What can I do as a pet owner?
Look out for your pet but also for yourself and your family. Work with your vet, be open and discuss any worries you have. It is important to work together to find the best treatment for your pet. It is not just about addressing the seizure frequency and severity, but also the quality of life of you and your pet.
Here are a few points to consider:
- Some pets have a typical pre-ictal phase. This is a period just before the seizure takes place. Your dog or cat may show behaviour such as hiding, trembling, howling, looking distressed or something else which occurs before the seizure takes place. You may be able to recognise this in the future and prepare your pet’s environment.
- Stay away from your pet when he/she is having a seizure. Some pets can become confused and even aggressive. You do not have to pull the tongue out – dogs can’t swallow the tongue like humans can. Make sure your kids know about it.
- Your pet should be kept in a calm and quiet environment during the seizure and the recovery period.
- Move furniture or other obstacles out of the way.
- Darken the room by switching off the light or closing the curtains.
- Switch off any noise-making appliances e.g. the radio or TV.
- Remove anybody including children and pets from the room.
- Measure the length of the seizure.
- If the seizure does not stop after 5 minutes (status epilepticus) or if your pet has multiple seizures within a few hours (cluster) then contact us immediately. Seizures can get worse causing brain injury, and some pets never recover.
- Note the date/time, length, frequency and severity of the seizure and recovery in your seizure diary. This way, you and we have all the information we need to optimise your pet’s treatment. If you notice that your pet has more frequent or severe seizures than usual, then contact us.

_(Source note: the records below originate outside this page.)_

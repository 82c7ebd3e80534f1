use std::collections::BTreeSet;

/// Snapshot of the collections known to the data store.
#[derive(Debug, Clone, Default, PartialEq, Eq)]
pub struct Schema {
    collections: BTreeSet<String>,
}

impl Schema {
    pub fn new<I, S>(collections: I) -> Self
    where
        I: IntoIterator<Item = S>,
        S: Into<String>,
    {
        Self {
            collections: collections.into_iter().map(Into::into).collect(),
        }
    }

    #[inline]
    pub fn has_collection(&self, name: &str) -> bool {
        self.collections.contains(name)
    }

    pub fn collections(&self) -> impl Iterator<Item = &str> {
        self.collections.iter().map(String::as_str)
    }
}
//! HTTP request handlers

pub mod health;
pub mod ws;

pub use health::health_handler;
pub use ws::{websocket_handler, WsContext};
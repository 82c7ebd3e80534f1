use async_trait::async_trait;
use serde_json::Value;

use itemstream_commons::InboundMessage;

use super::HandlerContext;
use crate::error::Result;

/// Handler for a custom message type, registered explicitly at startup.
///
/// The default `claims` matches the upper-cased message type exactly.
#[async_trait]
pub trait ExtensionHandler: Send + Sync {
    /// Upper-case message type, e.g. `"PING_DB"`
    fn message_type(&self) -> &str;

    fn claims(&self, message: &InboundMessage) -> bool {
        message.message_type.as_str() == self.message_type()
    }

    async fn execute(
        &self,
        ctx: &HandlerContext<'_>,
        message: &InboundMessage,
    ) -> Result<Option<Value>>;

    async fn on_connected(&self, _ctx: &HandlerContext<'_>) {}

    async fn on_closed(&self, _ctx: &HandlerContext<'_>) {}
}
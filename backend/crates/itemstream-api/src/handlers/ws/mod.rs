//! WebSocket endpoint
//!
//! - Upgrade gate and socket task (handler.rs)
//! - Frame senders (events/)
//! - Endpoint context (models/)

pub mod events;
mod handler;
pub mod models;

pub use handler::websocket_handler;
pub use models::WsContext;
use async_trait::async_trait;
use itemstream_commons::Identity;
use itemstream_configs::AuthSettings;
use log::{debug, warn};
use std::collections::HashMap;

use super::{AuthError, Handshake, IdentityProvider};

/// Identity provider backed by the `[[auth.tokens]]` table.
///
/// A handshake without a token resolves to the anonymous identity; an
/// unknown token is rejected.
#[derive(Debug, Clone, Default)]
pub struct StaticTokenProvider {
    tokens: HashMap<String, Identity>,
}

impl StaticTokenProvider {
    pub fn from_settings(settings: &AuthSettings) -> Self {
        let mut tokens = HashMap::with_capacity(settings.tokens.len());
        for entry in &settings.tokens {
            let identity = Identity {
                user: Some(entry.user.clone()),
                role: entry.role.clone(),
                admin: entry.admin,
                ..Identity::default()
            };
            if tokens.insert(entry.token.clone(), identity).is_some() {
                warn!("Token for '{}' shadows an earlier entry", entry.user);
            }
        }
        debug!("Loaded {} static API tokens", tokens.len());
        Self { tokens }
    }

    pub fn len(&self) -> usize {
        self.tokens.len()
    }

    pub fn is_empty(&self) -> bool {
        self.tokens.is_empty()
    }
}

#[async_trait]
impl IdentityProvider for StaticTokenProvider {
    async fn resolve(&self, handshake: &Handshake) -> Result<Option<Identity>, AuthError> {
        match handshake.token.as_deref() {
            None => Ok(Some(Identity::anonymous())),
            Some(token) => self.tokens.get(token).cloned().map(Some).ok_or(AuthError::InvalidToken),
        }
    }
}
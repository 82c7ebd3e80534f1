//! itemstream-configs
//!
//! Server configuration types and loader for itemstream.

pub mod config;

pub use config::defaults;
pub use config::*;
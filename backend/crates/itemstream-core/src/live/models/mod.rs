//! Consolidated model definitions for the live engine

mod connection;
mod event;
mod subscription;

pub use connection::{
    Connection, ConnectionEvent, ConnectionRegistration, EventReceiver, EventSender,
    OutboundReceiver, OutboundSender, EVENT_CHANNEL_CAPACITY,
};
pub use event::{ItemEvent, MutationEvent};
pub use subscription::{DispatchReport, Subscription, SubscriptionOptions, UnsubscribeScope};
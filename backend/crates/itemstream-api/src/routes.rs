//! API routes configuration

use crate::handlers;
use actix_web::web;

/// Configure itemstream routes:
/// - GET `<ws_path>` - WebSocket upgrade endpoint
/// - GET /health - liveness probe
pub fn configure_routes(cfg: &mut web::ServiceConfig, ws_path: &str) {
    cfg.route(ws_path, web::get().to(handlers::websocket_handler))
        .route("/health", web::get().to(handlers::health_handler));
}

- Treatment of epilepsy is usually a life-long commitment.
- Forgetting to give medication even once can cause seizures in some patients.
- You may be instructed to give Diazepam to your pet rectally during the seizure.
- When your pet is treated with potassium bromide (Epilease), then a change of food or drinking salty water (e.g. sea water) can cause seizures.
- Your pet may require more than one medication to control the seizures.
- Your pet will require regular health checks and blood tests.